The PERMANOVA dialog box offers the user the option of using Type I, II or III SS. The default in PERMANOVA is to use Type III SS. This is primarily because most editors of journals (at least, most ecological journals) have now come to expect Type III SS to be used for unbalanced designs, simply because these will tend to be the most conservative of the three. However, there is no particular reason not to use the other types, especially if one of these is better suited to particular hypotheses of interest. For example, as already noted, a sequential analysis (Type I SS) would be quite sensible to use for an hierarchical nested design. Indeed, many statisticians would consider Type I SS to be the most sensible general approach, as no components of variation are left out (i.e. there are no “bits missing”). Type I SS also allows clarification of the relative sizes of overlapping regions, when terms are fitted in different orders.
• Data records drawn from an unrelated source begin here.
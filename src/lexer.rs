use crate::ast::{Quote, Token, TokenKind};
use crate::error::ParseError;

pub struct Lexer {
    input: Vec<char>,
    position: usize,
}

impl Lexer {
    pub fn new(input: &str) -> Self {
        Lexer {
            input: input.chars().collect(),
            position: 0,
        }
    }

    /// Reads the whole input, ending with a single `Eof` token.
    pub fn tokenize(mut self) -> Result<Vec<Token>, ParseError> {
        let mut tokens = vec![];
        loop {
            let token = self.next_token()?;
            let done = token.kind == TokenKind::Eof;
            tokens.push(token);
            if done {
                return Ok(tokens);
            }
        }
    }

    fn current_char(&self) -> Option<char> {
        self.input.get(self.position).copied()
    }

    fn peek_char(&self, offset: usize) -> Option<char> {
        self.input.get(self.position + offset).copied()
    }

    fn advance(&mut self) {
        self.position += 1;
    }

    fn slice(&self, start: usize) -> String {
        self.input[start..self.position].iter().collect()
    }

    /// JSON whitespace only; other Unicode spaces are unexpected characters.
    fn skip_whitespace(&mut self) {
        while let Some(ch) = self.current_char() {
            if matches!(ch, ' ' | '\t' | '\n' | '\r') {
                self.advance();
            } else {
                break;
            }
        }
    }

    fn is_identifier_start(ch: char) -> bool {
        ch.is_alphabetic() || ch == '_'
    }

    fn read_identifier(&mut self) -> String {
        let mut result = String::new();
        while let Some(ch) = self.current_char() {
            if ch.is_alphanumeric() || ch == '_' {
                result.push(ch);
                self.advance();
            } else {
                break;
            }
        }
        result
    }

    fn read_string(&mut self, quote: Quote) -> Result<String, ParseError> {
        let start = self.position;
        let mut result = String::new();
        self.advance(); // Consume opening quote

        while let Some(ch) = self.current_char() {
            match ch {
                c if c == quote.as_char() => {
                    self.advance();
                    return Ok(result);
                }
                '\\' => {
                    let escape_at = self.position;
                    self.advance(); // Consume backslash
                    let escaped = match self.current_char() {
                        Some(c) if c == quote.as_char() => c,
                        Some('\\') => '\\',
                        Some('/') => '/',
                        Some('b') => '\u{8}',
                        Some('f') => '\u{c}',
                        Some('n') => '\n',
                        Some('r') => '\r',
                        Some('t') => '\t',
                        Some('u') => {
                            self.advance();
                            result.push(self.read_unicode_escape(escape_at)?);
                            continue;
                        }
                        Some(other) => {
                            return Err(ParseError::InvalidEscape {
                                sequence: other.to_string(),
                                offset: escape_at,
                            });
                        }
                        None => return Err(ParseError::UnterminatedString { offset: start }),
                    };
                    result.push(escaped);
                    self.advance();
                }
                c if quote == Quote::Double && c < '\u{20}' => {
                    return Err(ParseError::UnexpectedCharacter {
                        ch: c,
                        offset: self.position,
                    });
                }
                _ => {
                    result.push(ch);
                    self.advance();
                }
            }
        }

        Err(ParseError::UnterminatedString { offset: start })
    }

    /// Reads the four hex digits after `\u`, pairing UTF-16 surrogates.
    fn read_unicode_escape(&mut self, escape_at: usize) -> Result<char, ParseError> {
        let high = self.read_hex4(escape_at)?;
        if !(0xD800..0xDC00).contains(&high) {
            return char::from_u32(high).ok_or_else(|| self.invalid_escape(escape_at));
        }

        if self.current_char() != Some('\\') || self.peek_char(1) != Some('u') {
            return Err(self.invalid_escape(escape_at));
        }
        self.advance();
        self.advance();
        let low = self.read_hex4(escape_at)?;
        if !(0xDC00..0xE000).contains(&low) {
            return Err(self.invalid_escape(escape_at));
        }
        let code = 0x10000 + ((high - 0xD800) << 10) + (low - 0xDC00);
        char::from_u32(code).ok_or_else(|| self.invalid_escape(escape_at))
    }

    fn read_hex4(&mut self, escape_at: usize) -> Result<u32, ParseError> {
        let mut code = 0;
        for _ in 0..4 {
            let digit = self
                .current_char()
                .and_then(|c| c.to_digit(16))
                .ok_or_else(|| self.invalid_escape(escape_at))?;
            code = code * 16 + digit;
            self.advance();
        }
        Ok(code)
    }

    fn invalid_escape(&self, escape_at: usize) -> ParseError {
        let end = self.position.min(self.input.len());
        ParseError::InvalidEscape {
            sequence: self.input[escape_at + 1..end.max(escape_at + 1)]
                .iter()
                .collect(),
            offset: escape_at,
        }
    }

    fn read_digits(&mut self) {
        while self.current_char().is_some_and(|c| c.is_ascii_digit()) {
            self.advance();
        }
    }

    /// Integer part, optional fraction and optional exponent. The token
    /// keeps the text verbatim.
    fn read_number(&mut self) -> Token {
        let start = self.position;
        self.read_digits();

        if self.current_char() == Some('.') && self.peek_char(1).is_some_and(|c| c.is_ascii_digit())
        {
            self.advance();
            self.read_digits();
        }

        if matches!(self.current_char(), Some('e' | 'E')) {
            let exponent_digits_at = match self.peek_char(1) {
                Some('+' | '-') => 2,
                _ => 1,
            };
            if self
                .peek_char(exponent_digits_at)
                .is_some_and(|c| c.is_ascii_digit())
            {
                for _ in 0..exponent_digits_at {
                    self.advance();
                }
                self.read_digits();
            }
        }

        Token::new(TokenKind::Number, self.slice(start), start)
    }

    fn single(&mut self, kind: TokenKind) -> Token {
        let start = self.position;
        self.advance();
        Token::new(kind, self.slice(start), start)
    }

    /// Emits `double` when the next character is `second`, else `single`.
    fn one_or_two(&mut self, second: char, double: TokenKind, single: TokenKind) -> Token {
        if self.peek_char(1) == Some(second) {
            let start = self.position;
            self.advance();
            self.advance();
            Token::new(double, self.slice(start), start)
        } else {
            self.single(single)
        }
    }

    fn string_token(&mut self, quote: Quote) -> Result<Token, ParseError> {
        let start = self.position;
        let value = self.read_string(quote)?;
        Ok(Token::new(TokenKind::String { value, quote }, self.slice(start), start))
    }

    /// Two-character operator that has no single-character form.
    fn pair(&mut self, first: char, second: char, kind: TokenKind) -> Result<Token, ParseError> {
        if self.peek_char(1) == Some(second) {
            let start = self.position;
            self.advance();
            self.advance();
            Ok(Token::new(kind, self.slice(start), start))
        } else {
            Err(ParseError::UnexpectedCharacter {
                ch: first,
                offset: self.position,
            })
        }
    }

    pub fn next_token(&mut self) -> Result<Token, ParseError> {
        self.skip_whitespace();
        let start = self.position;

        let token = match self.current_char() {
            None => Token::new(TokenKind::Eof, "", start),
            Some('$') => {
                if self.peek_char(1).is_some_and(Self::is_identifier_start) {
                    self.advance();
                    let name = self.read_identifier();
                    Token::new(TokenKind::Scope(name), self.slice(start), start)
                } else {
                    self.single(TokenKind::Dollar)
                }
            }
            Some('+') => self.single(TokenKind::Plus),
            Some('-') => self.single(TokenKind::Minus),
            Some('*') => self.single(TokenKind::Star),
            Some('/') => self.single(TokenKind::Slash),
            Some('%') => self.single(TokenKind::Percent),
            Some('?') => self.single(TokenKind::Question),
            Some(':') => self.single(TokenKind::Colon),
            Some(',') => self.single(TokenKind::Comma),
            Some('.') => self.single(TokenKind::Dot),
            Some('{') => self.single(TokenKind::LBrace),
            Some('}') => self.single(TokenKind::RBrace),
            Some('[') => self.single(TokenKind::LBracket),
            Some(']') => self.single(TokenKind::RBracket),
            Some('(') => self.single(TokenKind::LParen),
            Some(')') => self.single(TokenKind::RParen),
            Some('<') => self.one_or_two('=', TokenKind::LtEq, TokenKind::Lt),
            Some('>') => self.one_or_two('=', TokenKind::GtEq, TokenKind::Gt),
            Some('!') => self.one_or_two('=', TokenKind::NotEq, TokenKind::Exclamation),
            Some('=') => self.pair('=', '=', TokenKind::EqEq)?,
            Some('&') => self.pair('&', '&', TokenKind::AndAnd)?,
            Some('|') => self.pair('|', '|', TokenKind::OrOr)?,
            Some('"') => self.string_token(Quote::Double)?,
            Some('\'') => self.string_token(Quote::Single)?,
            Some('`') => self.string_token(Quote::Back)?,
            Some(ch) if Self::is_identifier_start(ch) => {
                let ident = self.read_identifier();
                let kind = match ident.as_str() {
                    "true" => TokenKind::Boolean(true),
                    "false" => TokenKind::Boolean(false),
                    "null" | "nil" => TokenKind::Null,
                    _ => TokenKind::Identifier(ident),
                };
                Token::new(kind, self.slice(start), start)
            }
            Some(ch) if ch.is_ascii_digit() => self.read_number(),
            Some(ch) => {
                return Err(ParseError::UnexpectedCharacter {
                    ch,
                    offset: self.position,
                });
            }
        };

        Ok(token)
    }
}

/// Convenience wrapper over [`Lexer::tokenize`].
pub fn tokenize(text: &str) -> Result<Vec<Token>, ParseError> {
    Lexer::new(text).tokenize()
}

#[test]
fn test_keywords() {
    let mut lexer = Lexer::new("true false null nil other");
    assert_eq!(lexer.next_token().unwrap().kind, TokenKind::Boolean(true));
    assert_eq!(lexer.next_token().unwrap().kind, TokenKind::Boolean(false));
    assert_eq!(lexer.next_token().unwrap().kind, TokenKind::Null);
    assert_eq!(lexer.next_token().unwrap().kind, TokenKind::Null);
    assert_eq!(
        lexer.next_token().unwrap().kind,
        TokenKind::Identifier("other".to_string())
    );
}

#[test]
fn test_scope_resolver_tokens() {
    let kinds: Vec<TokenKind> = tokenize("$activity[x].y")
        .unwrap()
        .into_iter()
        .map(|t| t.kind)
        .collect();
    assert_eq!(
        kinds,
        vec![
            TokenKind::Scope("activity".to_string()),
            TokenKind::LBracket,
            TokenKind::Identifier("x".to_string()),
            TokenKind::RBracket,
            TokenKind::Dot,
            TokenKind::Identifier("y".to_string()),
            TokenKind::Eof,
        ]
    );
}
In most cases, provided the degree of imbalance in the design is modest (due, for example, to just a few missing observations here and there), the overall conclusions of the study will be little affected by this choice.
Fig. 1.42. Sample sizes per cell in the unbalanced two-way layout for the Borneo birds example.
A case in point is provided by an analysis of bird assemblages from Borneo, Indonesia in response to a two-way unbalanced design, as described by
Cleary, Genner, Boyle et al. (2005)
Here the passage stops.